Abaküs Yazılım
8. Hukuk Dairesi
Esas No: 2011/5997
Karar No: 2011/7278
Karar Tarihi: 19.12.2011

Yargıtay 8. Hukuk Dairesi 2011/5997 Esas 2011/7278 Karar Sayılı İlamı

Özet: (Bu özet Yapay Zeka tarafından yazılmıştır. Hukuki olarak geçerliliği yoktur.)


Davacı vekili, bir taşınmazın vekil edeninin zilyetliğinde olduğunu ve Hazine ile bir ilgisi bulunmadığını belirterek tapuya tesciline karar verilmesini istemiştir. Davalı Hazine vekili ise taşınmazın devletin hüküm ve tasarrufu altında bulunan taşlık araziden olduğunu ve bu tür arazilerin kazanmayı sağlayan zilyetlikle edinimlerinin mümkün olmadığını savunmuştur. Mahkeme, davayı kabul ederek tapuya kayıt ve tescil kararı vermiştir. Ancak Yargıtay, kararı bozmuştur. Çünkü mahkemece yapılan araştırma ve inceleme yeterli bulunmamıştır. Taşınmazın belirlenen niteliğine göre imar ve ihyaya muhtaç olduğunun kabulü gerektiği ve imar ve ihyaya ilişkin tüm olumlu ve olumsuz koşulların araştırılıp belirlenmesi zorunlu olduğu belirtilmiştir. Ayrıca, hava fotoğrafları ile komşu parsellere ait revizyon gören tapu ve vergi kayıtlarının incelenmesi ve uzman bilirkişiler tarafından rapor hazırlanması gerektiği ifade edilmiştir.
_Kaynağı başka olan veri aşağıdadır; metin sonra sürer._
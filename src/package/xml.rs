//! A small owned XML tree for editing document parts.
//!
//! Parsing keeps whitespace text, comments and processing instructions so
//! that a part written back without edits keeps its content. Element and
//! attribute names are stored with their namespace prefix; lookups go by
//! local name.

use std::str::{self, Utf8Error};

use quick_xml::escape::{escape, partial_escape};
use quick_xml::events::attributes::AttrError;
use quick_xml::events::{BytesStart, Event};
use quick_xml::Reader;
use thiserror::Error;

const DECLARATION: &str = r#"<?xml version="1.0" encoding="UTF-8" standalone="yes"?>"#;

/// Reasons a part cannot be parsed.
#[derive(Debug, Error)]
pub enum XmlError {
    #[error(transparent)]
    Syntax(#[from] quick_xml::Error),

    #[error("invalid attribute: {0}")]
    Attribute(#[from] AttrError),

    #[error("invalid UTF-8: {0}")]
    Utf8(#[from] Utf8Error),

    #[error("unexpected closing tag")]
    Unbalanced,

    #[error("no root element")]
    NoRoot,
}

#[derive(Debug, Clone, PartialEq, Eq)]
pub enum XmlNode {
    Element(XmlElement),
    Text(String),
    CData(String),
    Comment(String),
    ProcessingInstruction(String),
    DocType(String),
}

impl XmlNode {
    pub fn as_element(&self) -> Option<&XmlElement> {
        match self {
            Self::Element(element) => Some(element),
            _ => None,
        }
    }

    pub fn as_element_mut(&mut self) -> Option<&mut XmlElement> {
        match self {
            Self::Element(element) => Some(element),
            _ => None,
        }
    }
}

#[derive(Debug, Clone, Default, PartialEq, Eq)]
pub struct XmlElement {
    /// Qualified name, e.g. `w:p`.
    pub name: String,
    pub attributes: Vec<(String, String)>,
    pub children: Vec<XmlNode>,
}

impl XmlElement {
    pub fn new(name: impl Into<String>) -> Self {
        Self {
            name: name.into(),
            ..Self::default()
        }
    }

    pub fn with_attr(mut self, key: impl Into<String>, value: impl Into<String>) -> Self {
        self.set_attr(key, value);
        self
    }

    pub fn with_child(mut self, child: XmlElement) -> Self {
        self.children.push(XmlNode::Element(child));
        self
    }

    pub fn with_text(mut self, text: impl Into<String>) -> Self {
        self.children.push(XmlNode::Text(text.into()));
        self
    }

    pub fn local_name(&self) -> &str {
        local_name(&self.name)
    }

    /// Namespace prefix including the colon, or `""`.
    pub fn prefix(&self) -> &str {
        &self.name[..self.name.len() - self.local_name().len()]
    }

    pub fn is(&self, local: &str) -> bool {
        self.local_name() == local
    }

    /// Name for a new element in the same namespace as `self`.
    pub fn sibling_name(&self, local: &str) -> String {
        format!("{}{}", self.prefix(), local)
    }

    pub fn attr(&self, key: &str) -> Option<&str> {
        self.attributes
            .iter()
            .find(|(k, _)| k == key)
            .map(|(_, v)| v.as_str())
    }

    pub fn set_attr(&mut self, key: impl Into<String>, value: impl Into<String>) {
        let key = key.into();
        let value = value.into();
        match self.attributes.iter_mut().find(|(k, _)| *k == key) {
            Some(slot) => slot.1 = value,
            None => self.attributes.push((key, value)),
        }
    }

    pub fn remove_attr(&mut self, key: &str) {
        self.attributes.retain(|(k, _)| k != key);
    }

    pub fn elements(&self) -> impl Iterator<Item = &XmlElement> {
        self.children.iter().filter_map(XmlNode::as_element)
    }

    pub fn elements_mut(&mut self) -> impl Iterator<Item = &mut XmlElement> {
        self.children.iter_mut().filter_map(XmlNode::as_element_mut)
    }

    pub fn children_named<'a>(&'a self, local: &'a str) -> impl Iterator<Item = &'a XmlElement> {
        self.elements().filter(move |e| e.is(local))
    }

    pub fn child(&self, local: &str) -> Option<&XmlElement> {
        self.elements().find(|e| e.is(local))
    }

    pub fn child_mut(&mut self, local: &str) -> Option<&mut XmlElement> {
        self.elements_mut().find(|e| e.is(local))
    }

    /// Concatenated text of all descendants.
    pub fn text(&self) -> String {
        let mut out = String::new();
        self.collect_text(&mut out);
        out
    }

    fn collect_text(&self, out: &mut String) {
        for child in &self.children {
            match child {
                XmlNode::Text(text) | XmlNode::CData(text) => out.push_str(text),
                XmlNode::Element(element) => element.collect_text(out),
                _ => {}
            }
        }
    }

    /// Inserts `child` respecting the schema sequence `order` (local names).
    ///
    /// The child goes before the first existing element that must follow it.
    /// Names missing from `order` are appended.
    pub fn insert_ordered(&mut self, child: XmlElement, order: &[&str]) -> &mut XmlElement {
        let rank = |name: &str| order.iter().position(|o| *o == name);
        let position = rank(child.local_name()).and_then(|own| {
            self.children.iter().position(|node| match node {
                XmlNode::Element(e) => rank(e.local_name()).is_some_and(|r| r > own),
                _ => false,
            })
        });

        let index = match position {
            Some(index) => {
                self.children.insert(index, XmlNode::Element(child));
                index
            }
            None => {
                self.children.push(XmlNode::Element(child));
                self.children.len() - 1
            }
        };

        match &mut self.children[index] {
            XmlNode::Element(element) => element,
            _ => unreachable!("just inserted an element"),
        }
    }

    /// Returns the child named `local`, creating it in schema order if needed.
    pub fn ensure_child(&mut self, local: &str, order: &[&str]) -> &mut XmlElement {
        let index = self
            .children
            .iter()
            .position(|node| matches!(node, XmlNode::Element(e) if e.is(local)));

        match index {
            Some(index) => match &mut self.children[index] {
                XmlNode::Element(element) => element,
                _ => unreachable!("position matched an element"),
            },
            None => {
                let child = XmlElement::new(self.sibling_name(local));
                self.insert_ordered(child, order)
            }
        }
    }

    fn write(&self, out: &mut String) {
        out.push('<');
        out.push_str(&self.name);
        for (key, value) in &self.attributes {
            out.push(' ');
            out.push_str(key);
            out.push_str("=\"");
            out.push_str(&escape(value.as_str()));
            out.push('"');
        }

        if self.children.is_empty() {
            out.push_str("/>");
            return;
        }

        out.push('>');
        for child in &self.children {
            write_node(child, out);
        }
        out.push_str("</");
        out.push_str(&self.name);
        out.push('>');
    }
}

fn write_node(node: &XmlNode, out: &mut String) {
    match node {
        XmlNode::Element(element) => element.write(out),
        XmlNode::Text(text) => out.push_str(&partial_escape(text.as_str())),
        XmlNode::CData(text) => {
            out.push_str("<![CDATA[");
            out.push_str(text);
            out.push_str("]]>");
        }
        XmlNode::Comment(text) => {
            out.push_str("<!--");
            out.push_str(text);
            out.push_str("-->");
        }
        XmlNode::ProcessingInstruction(text) => {
            out.push_str("<?");
            out.push_str(text);
            out.push_str("?>");
        }
        XmlNode::DocType(text) => {
            out.push_str("<!DOCTYPE ");
            out.push_str(text);
            out.push('>');
        }
    }
}

/// Local part of a qualified name.
pub fn local_name(name: &str) -> &str {
    name.rsplit_once(':').map_or(name, |(_, local)| local)
}

/// A parsed XML part.
#[derive(Debug, Clone, PartialEq, Eq)]
pub struct XmlDocument {
    pub declaration: bool,
    /// Comments and processing instructions before the root.
    pub prolog: Vec<XmlNode>,
    pub root: XmlElement,
}

impl XmlDocument {
    pub fn new(root: XmlElement) -> Self {
        Self {
            declaration: true,
            prolog: Vec::new(),
            root,
        }
    }

    pub fn parse(bytes: &[u8]) -> Result<Self, XmlError> {
        let mut reader = Reader::from_reader(bytes);
        reader.trim_text(false);

        let mut declaration = false;
        let mut prolog = Vec::new();
        let mut root = None;
        let mut stack: Vec<XmlElement> = Vec::new();
        let mut buf = Vec::new();

        loop {
            let node = match reader.read_event_into(&mut buf)? {
                Event::Decl(_) => {
                    declaration = true;
                    None
                }
                Event::Start(start) => {
                    stack.push(element_from(&start)?);
                    None
                }
                Event::Empty(start) => Some(XmlNode::Element(element_from(&start)?)),
                Event::End(_) => Some(XmlNode::Element(stack.pop().ok_or(XmlError::Unbalanced)?)),
                Event::Text(text) => Some(XmlNode::Text(text.unescape()?.into_owned())),
                Event::CData(data) => Some(XmlNode::CData(
                    str::from_utf8(&data.into_inner())?.to_string(),
                )),
                Event::Comment(text) => Some(XmlNode::Comment(str::from_utf8(&text)?.to_string())),
                Event::PI(text) => Some(XmlNode::ProcessingInstruction(
                    str::from_utf8(&text)?.to_string(),
                )),
                Event::DocType(text) => Some(XmlNode::DocType(str::from_utf8(&text)?.to_string())),
                Event::Eof => break,
            };
            buf.clear();

            let Some(node) = node else { continue };
            match stack.last_mut() {
                Some(parent) => append(parent, node),
                None => match node {
                    XmlNode::Element(element) if root.is_none() => root = Some(element),
                    // Whitespace between prolog items.
                    XmlNode::Text(_) => {}
                    other if root.is_none() => prolog.push(other),
                    _ => {}
                },
            }
        }

        if !stack.is_empty() {
            return Err(XmlError::Unbalanced);
        }

        Ok(Self {
            declaration,
            prolog,
            root: root.ok_or(XmlError::NoRoot)?,
        })
    }

    pub fn to_xml(&self) -> String {
        let mut out = String::new();
        if self.declaration {
            out.push_str(DECLARATION);
            out.push_str("\r\n");
        }
        for node in &self.prolog {
            write_node(node, &mut out);
        }
        self.root.write(&mut out);
        out
    }

    pub fn to_bytes(&self) -> Vec<u8> {
        self.to_xml().into_bytes()
    }
}

fn append(parent: &mut XmlElement, node: XmlNode) {
    if let XmlNode::Text(text) = &node {
        if let Some(XmlNode::Text(previous)) = parent.children.last_mut() {
            previous.push_str(text);
            return;
        }
    }
    parent.children.push(node);
}

fn element_from(start: &BytesStart<'_>) -> Result<XmlElement, XmlError> {
    let mut element = XmlElement::new(str::from_utf8(start.name().as_ref())?);
    for attr in start.attributes() {
        let attr = attr?;
        let key = str::from_utf8(attr.key.as_ref())?.to_string();
        let value = attr.unescape_value()?.into_owned();
        element.attributes.push((key, value));
    }
    Ok(element)
}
Davacının kazanmayı sağlayan zilyetliğe dayalı olarak açtığı tescil davalarının olup olmadığı da araştırılmalıd
8. Hukuk Dairesi         2011/5997 E.  ,  2011/7278 K.

    "İçtihat Metni"

    MAHKEMESİ :Asliye Hukuk Mahkemesi
    DAVA TÜRÜ : Tescil

    ... ile Hazine ve Tosunlu Köyü Tüzel Kişiliği aralarındaki tescil davasının kabulüne dair ... Asliye Hukuk Mahkemesinden verilen 09.06.2010 gün ve 360/461 sayılı hükmün Yargıtay"ca incelenmesi davalı Hazine temsilcisi tarafından süresinde istenilmiş olmakla dosya incelendi gereği düşünüldü:


    KARAR

    Davacı vekili, dava dilekçesinde mevkii ve sınırlarını açıkladığı yaklaşık 90-100 dönüm civarındaki taşınmazın vekil edeninin zilyet ve tasarrufunda bulunduğunu, 50 yılı aşkın bir süreden beri kendisi, ailesi ve gerekse tutmuş bulunduğu işçiler aracılığıyla emek ve masraf sarf etmek suretiyle taşlık niteliğindeki araziyi tarıma elverişli hale getirdiğini, Hazine ile bir ilgisinin bulunmadığını açıklayarak 100 dönümlük taşınmazın vekil edeni ... adına tapuya kayıt ve tesciline karar verilmesini istemiştir.
    Davalı Hazine vekili, 14.1.2008 tarihli cevap dilekçesinde; taşınmazın Devletin hüküm ve tasarrufu altında bulunan taşlık araziden olduğunu, bu tür arazilerin kazanmayı sağlayan zilyetlikle edinimlerinin mümkün olmadığını açıklayarak haksız ve yersiz olarak açılan davanın reddine karar verilmesini savunmuştur.
    Davalı ... köyü tüzel kişiliğine dava dilekçesi tebliğ edilmesine karşın, yargılama oturumlarına katılmamıştır.
    Mahkemece, teknik bilirkişi ...’ın düzenlediği 5.5.2009 tarihli rapora ekli krokide işaretli 91516,29 m2 yüzölçümlü taşınmaz hakkındaki davanın kabulü ile ... adına tapuya kayıt ve tesciline karar verilmesi üzerine hüküm davalı Hazine temsilcisi tarafından temyiz edilmiştir.
    Dava kazanmayı sağlayan zilyetlik, imar ve ihya hukuksal sebeplerine dayalı olarak TMK.nun 713/1 ve 3402 sayılı Kadastro Kanunun 14 ve 17. maddeleri gereğince açılan tescil isteğine ilişkindir.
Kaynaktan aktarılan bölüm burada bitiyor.